She did and he regarded her with cinnamon colored eyes. "You have a job to do, Hidzume, and you are the only one who can do that job. Did you know that?"
Hidzume knew she was the only one who could use the oar. It wouldn't even work for Master; it was no more than a hunk of wood in anyone's hands but hers. "Yes, I know that."
"So you see, then, that as long as you are useful then you have no reason to harbor any fears of being expendable," he told her reasonably.
And yes, that made sense. Her shoulders slumped a little in relief. Then her master gave her a half-smile, no more than a slight upturn at the corner of his lips. He was silent for a few long moments and her anxiety began to build again. "I have a mission for you," he informed her without preamble.
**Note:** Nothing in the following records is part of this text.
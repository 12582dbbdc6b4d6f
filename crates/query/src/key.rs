use showfinder_core::{ProviderKind, SearchQuery};

/// Identity of one cacheable request: provider, operation and its parameters.
#[derive(Debug, Clone, PartialEq, Eq, Hash)]
pub struct QueryKey {
    provider: ProviderKind,
    operation: &'static str,
    params: Vec<String>,
}

impl QueryKey {
    pub fn new<I, S>(provider: ProviderKind, operation: &'static str, params: I) -> Self
    where
        I: IntoIterator<Item = S>,
        S: Into<String>,
    {
        Self {
            provider,
            operation,
            params: params.into_iter().map(Into::into).collect(),
        }
    }

    pub fn search(provider: ProviderKind, query: &SearchQuery, page: u32) -> Self {
        Self::new(
            provider,
            "search",
            [query.as_str().to_string(), page.to_string()],
        )
    }

    pub fn details(provider: ProviderKind, id: &str) -> Self {
        Self::new(provider, "details", [id.trim()])
    }

    pub fn provider(&self) -> ProviderKind {
        self.provider
    }

    pub fn operation(&self) -> &'static str {
        self.operation
    }

    pub fn params(&self) -> &[String] {
        &self.params
    }
}

impl std::fmt::Display for QueryKey {
    fn fmt(&self, f: &mut std::fmt::Formatter<'_>) -> std::fmt::Result {
        write!(f, "{}/{}[{}]", self.provider, self.operation, self.params.join(","))
    }
}

#[cfg(test)]
mod tests {
    use super::*;

    #[test]
    fn keys_differ_by_provider_operation_and_params() {
        let q = SearchQuery::new("breaking");
        let omdb = QueryKey::search(ProviderKind::Omdb, &q, 1);
        assert_eq!(omdb, QueryKey::search(ProviderKind::Omdb, &SearchQuery::new(" breaking "), 1));
        assert_ne!(omdb, QueryKey::search(ProviderKind::Tmdb, &q, 1));
        assert_ne!(omdb, QueryKey::search(ProviderKind::Omdb, &q, 2));
        assert_ne!(omdb, QueryKey::details(ProviderKind::Omdb, "breaking"));
        assert_eq!(omdb.to_string(), "omdb/search[breaking,1]");
    }
}
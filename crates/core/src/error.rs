use thiserror::Error;

/// Generic text shown when a failure carries no message of its own.
pub const GENERIC_ERROR_MESSAGE: &str = "Something went wrong.";

/// Failures from a provider call.
///
/// A search with zero matches is not an error; providers normalize it to an
/// empty result set.
#[derive(Error, Debug, Clone, PartialEq, Eq)]
pub enum ProviderError {
    #[error("invalid argument: {0}")]
    InvalidArgument(String),

    #[error("{message}")]
    Network {
        status: Option<u16>,
        message: String,
    },

    #[error("{0}")]
    Business(String),

    #[error("request cancelled")]
    Cancelled,
}

impl ProviderError {
    pub fn network(status: Option<u16>, message: impl Into<String>) -> Self {
        Self::Network {
            status,
            message: message.into(),
        }
    }

    pub fn code(&self) -> &'static str {
        match self {
            Self::InvalidArgument(_) => "invalid_argument",
            Self::Network { .. } => "network",
            Self::Business(_) => "provider",
            Self::Cancelled => "cancelled",
        }
    }

    /// HTTP status attached to a network failure, if the server answered at all.
    pub fn status(&self) -> Option<u16> {
        match self {
            Self::Network { status, .. } => *status,
            _ => None,
        }
    }

    /// Only transport failures may succeed on a retry with the same input.
    pub fn is_retryable(&self) -> bool {
        matches!(self, Self::Network { .. })
    }

    /// Text for display. Falls back to [`GENERIC_ERROR_MESSAGE`] when blank.
    pub fn user_message(&self) -> String {
        let message = match self {
            Self::InvalidArgument(m) | Self::Business(m) => m.clone(),
            Self::Network { message, .. } => message.clone(),
            Self::Cancelled => self.to_string(),
        };
        if message.trim().is_empty() {
            GENERIC_ERROR_MESSAGE.to_string()
        } else {
            message
        }
    }
}

/// Startup-time configuration failure. Fatal; never raised per request.
#[derive(Error, Debug, Clone, PartialEq, Eq)]
pub enum ConfigError {
    #[error("missing required environment variable {0}")]
    Missing(&'static str),

    #[error("invalid value for {var}: {reason}")]
    Invalid { var: &'static str, reason: String },
}
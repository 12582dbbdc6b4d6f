//! Poster helpers shared by the providers and the presentation layer.

use serde::{Deserialize, Serialize};

pub const TMDB_IMAGE_BASE_URL: &str = "https://image.tmdb.org/t/p";

/// OMDb's placeholder for a missing value.
pub const NOT_AVAILABLE: &str = "N/A";

/// Requested rendition of a TMDB image.
#[derive(Debug, Clone, Copy, Default, PartialEq, Eq, Hash, Serialize, Deserialize)]
#[serde(rename_all = "snake_case")]
pub enum ImageSize {
    Small,
    #[default]
    Medium,
    Large,
    Original,
}

impl ImageSize {
    /// Size token used in the TMDB image path.
    pub fn as_str(self) -> &'static str {
        match self {
            Self::Small => "w185",
            Self::Medium => "w342",
            Self::Large => "w500",
            Self::Original => "original",
        }
    }
}

impl std::fmt::Display for ImageSize {
    fn fmt(&self, f: &mut std::fmt::Formatter<'_>) -> std::fmt::Result {
        f.write_str(self.as_str())
    }
}

/// Whether a poster value may be used as an image source.
///
/// Absent, blank and the `"N/A"` sentinel are all rejected.
pub fn is_valid_poster_url(value: Option<&str>) -> bool {
    match value.map(str::trim) {
        None | Some("") | Some(NOT_AVAILABLE) => false,
        Some(_) => true,
    }
}

/// Renderable TMDB image URL for a path fragment such as `"/abc.jpg"`.
pub fn compose_image_url(path: Option<&str>, size: ImageSize) -> Option<String> {
    compose_image_url_with_base(TMDB_IMAGE_BASE_URL, path, size)
}

/// Same as [`compose_image_url`] against a custom image host.
pub fn compose_image_url_with_base(
    base: &str,
    path: Option<&str>,
    size: ImageSize,
) -> Option<String> {
    let path = path.map(str::trim).filter(|p| !p.is_empty())?;
    let base = base.trim_end_matches('/');
    if path.starts_with('/') {
        Some(format!("{base}/{size}{path}"))
    } else {
        Some(format!("{base}/{size}/{path}"))
    }
}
And he paused, seemingly expecting her to inquire further.
"What do you need us to do, Master?" she asked.
"Not 'us.' This one is only for you, Hidzume."
Lavender-colored eyes widened. "Me?" she couldn't help but ask, uncertain.
"Yes… You were much closer to witnesses this morning than I am comfortable with. That, of course, could not be helped. The situation demanded it. But if they did not suspect the use of a transdimensional device before then they certainly do now. And with the disappearance of two of Reikai's most valuable agents there will be widespread searches being conducted, likely through this area eventually as well. Unexpected circumstances have necessitated an improvisation, you see? I have talked to you about the importance of being flexible, do you remember?" She nodded. "One must adapt. So, you will go to Essouha on foot and you will purchase the fastest Hakra the stableman has and any supplies you need, including a weapon for yourself. And choose wisely. Then, you will ride northwest and find the miko and the avatar, but do not let them see you until you have heard from Waikyoku. He will contact you with further instruction."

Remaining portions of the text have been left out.